Plusieurs Cubains interpellés par des agents fédéraux après avoir quitté leurs audiences au tribunal de l'immigration de Miami

Les arrestations, effectuées par des officiers en civil, ont eu lieu dans les couloirs du tribunal.


Plusieurs citoyens cubains ont été arrêtés ce mercredi par des agents de l'ICE après s'être présentés à des audiences de routine au tribunal de l'immigration du centre de Miami, où ils espéraient faire progresser leurs procédures légales.

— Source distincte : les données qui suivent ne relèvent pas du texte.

//! Error types for configuration loading and the terminal frontend.
//!
//! The simulation itself never fails: crashing into a pipe is a state
//! transition, not an error.

use std::io;
use std::path::PathBuf;
use thiserror::Error;

/// Failures while loading or validating a [`GameConfig`](crate::core::GameConfig).
#[derive(Error, Debug)]
pub enum ConfigError {
    #[error("Failed to read config {}: {source}", .path.display())]
    Read {
        path: PathBuf,
        #[source]
        source: io::Error,
    },

    #[error("Failed to parse config {}: {source}", .path.display())]
    Parse {
        path: PathBuf,
        #[source]
        source: toml::de::Error,
    },

    #[error("Invalid config: {0}")]
    Invalid(String),
}

/// Top-level error for the `flappy` binary.
#[derive(Error, Debug)]
pub enum FlappyError {
    #[error("Terminal I/O failed: {0}")]
    Io(#[from] io::Error),

    #[error(transparent)]
    Config(#[from] ConfigError),

    #[error("Failed to serialize config: {0}")]
    Serialize(#[from] toml::ser::Error),

    #[error("{0}")]
    Usage(String),
}

pub type Result<T, E = FlappyError> = std::result::Result<T, E>;
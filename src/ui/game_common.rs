//! Shared UI building blocks: status bar, side panel, centered modal.

use ratatui::{
    layout::{Alignment, Constraint, Direction, Layout, Rect},
    style::{Color, Modifier, Style},
    text::{Line, Span},
    widgets::{Block, Borders, Clear, Paragraph},
    Frame,
};

/// Bottom bar of the play column: a message line above a key legend.
#[derive(Debug, Clone, PartialEq)]
pub struct StatusBar {
    pub message: String,
    pub color: Color,
    /// (keys, action) pairs, e.g. `("[Space]", "Flap")`.
    pub controls: &'static [(&'static str, &'static str)],
}

/// Key legend as one line: bright keys, dim actions, two spaces between pairs.
pub fn controls_line(controls: &[(&'static str, &'static str)]) -> Line<'static> {
    let spans: Vec<Span> = controls
        .iter()
        .enumerate()
        .flat_map(|(i, &(keys, action))| {
            let sep = (i > 0).then(|| Span::raw("  "));
            sep.into_iter().chain([
                Span::styled(keys, Style::default().fg(Color::White)),
                Span::styled(format!(" {}", action), Style::default().fg(Color::DarkGray)),
            ])
        })
        .collect();
    Line::from(spans)
}

pub fn render_status_bar(frame: &mut Frame, area: Rect, bar: &StatusBar) {
    let rows = Layout::default()
        .direction(Direction::Vertical)
        .constraints([Constraint::Length(1), Constraint::Length(1)])
        .split(area);

    let message = Paragraph::new(bar.message.as_str())
        .style(Style::default().fg(bar.color))
        .alignment(Alignment::Center);
    frame.render_widget(message, rows[0]);

    if rows[1].height > 0 && !bar.controls.is_empty() {
        let legend = Paragraph::new(controls_line(bar.controls)).alignment(Alignment::Center);
        frame.render_widget(legend, rows[1]);
    }
}

/// Draw a titled side panel border and hand back its content area.
pub fn render_panel(frame: &mut Frame, area: Rect, title: &str, border: Color) -> Rect {
    let block = Block::default()
        .title(format!(" {} ", title))
        .borders(Borders::ALL)
        .border_style(Style::default().fg(border));
    let inner = block.inner(area);
    frame.render_widget(block, area);
    inner
}

/// Area of a `width × height` box centered in `area`, clipped to it.
pub fn centered_rect(area: Rect, width: u16, height: u16) -> Rect {
    let width = width.min(area.width);
    let height = height.min(area.height);
    Rect::new(
        area.x + (area.width - width) / 2,
        area.y + (area.height - height) / 2,
        width,
        height,
    )
}

/// Render a bordered modal centered in `area`: bold title, then body lines.
pub fn render_modal(frame: &mut Frame, area: Rect, title: &str, color: Color, body: &[Line]) {
    let height = body.len() as u16 + 4;
    let width = body
        .iter()
        .map(|line| line.width() as u16)
        .chain(std::iter::once(title.chars().count() as u16))
        .max()
        .unwrap_or(0)
        + 6;
    let modal_area = centered_rect(area, width, height);

    frame.render_widget(Clear, modal_area);

    let block = Block::default()
        .borders(Borders::ALL)
        .border_style(Style::default().fg(color));
    let inner = block.inner(modal_area);
    frame.render_widget(block, modal_area);

    let mut lines = vec![
        Line::from(Span::styled(
            title.to_string(),
            Style::default().fg(color).add_modifier(Modifier::BOLD),
        )),
        Line::from(""),
    ];
    lines.extend(body.iter().cloned());

    let text = Paragraph::new(lines).alignment(Alignment::Center);
    frame.render_widget(text, inner);
}

#[cfg(test)]
mod tests {
    use super::*;

    #[test]
    fn test_centered_rect_fits() {
        let area = Rect::new(10, 5, 40, 20);
        assert_eq!(centered_rect(area, 20, 10), Rect::new(20, 10, 20, 10));
    }

    #[test]
    fn test_controls_line_separates_pairs() {
        let line = controls_line(&[("[R]", "Restart"), ("[Q]", "Quit")]);
        let text: String = line.spans.iter().map(|s| s.content.as_ref()).collect();
        assert_eq!(text, "[R] Restart  [Q] Quit");
    }

    #[test]
    fn test_controls_line_empty() {
        assert_eq!(controls_line(&[]).width(), 0);
    }

    #[test]
    fn test_centered_rect_clips_to_area() {
        let area = Rect::new(0, 0, 10, 4);
        assert_eq!(centered_rect(area, 30, 30), area);
    }
}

Les arrestations, effectuées par des agents en civil, ont eu lieu dans les couloirs du tribunal immédiatement après que les juges ont rejeté leurs affaires, lors d'une opération qui a également conduit à l'arrestation d'au moins deux autres personnes, dont une d'origine colombienne.

Des reporters du Miami Herald ont vu comment les agents se sont postés pendant des heures à l'intérieur du bâtiment, attendant la fin des auditions pour agir.

Le cas du premier cubain : Entre l'espoir de résidence et la détention

Un des hommes arrêtés était un Cubain qui avait comparu devant le juge Rico Sogocio.

Lors de son audience, le juge lui a indiqué qu'il devait demander un document de libération conditionnelle comme partie de son processus vers la résidence légale, en se basant sur la Loi d'Ajustement Cubain, qui permet de demander la résidence après un an et un jour dans le pays.

L'homme a expliqué qu'il avait déjà entamé le processus, mais qu'il ne disposait que d'un formulaire I-220A, un document qui est habituellement remis en franchissant la frontière et qui n'est pas valable pour demander une "green card" en vertu de cette loi.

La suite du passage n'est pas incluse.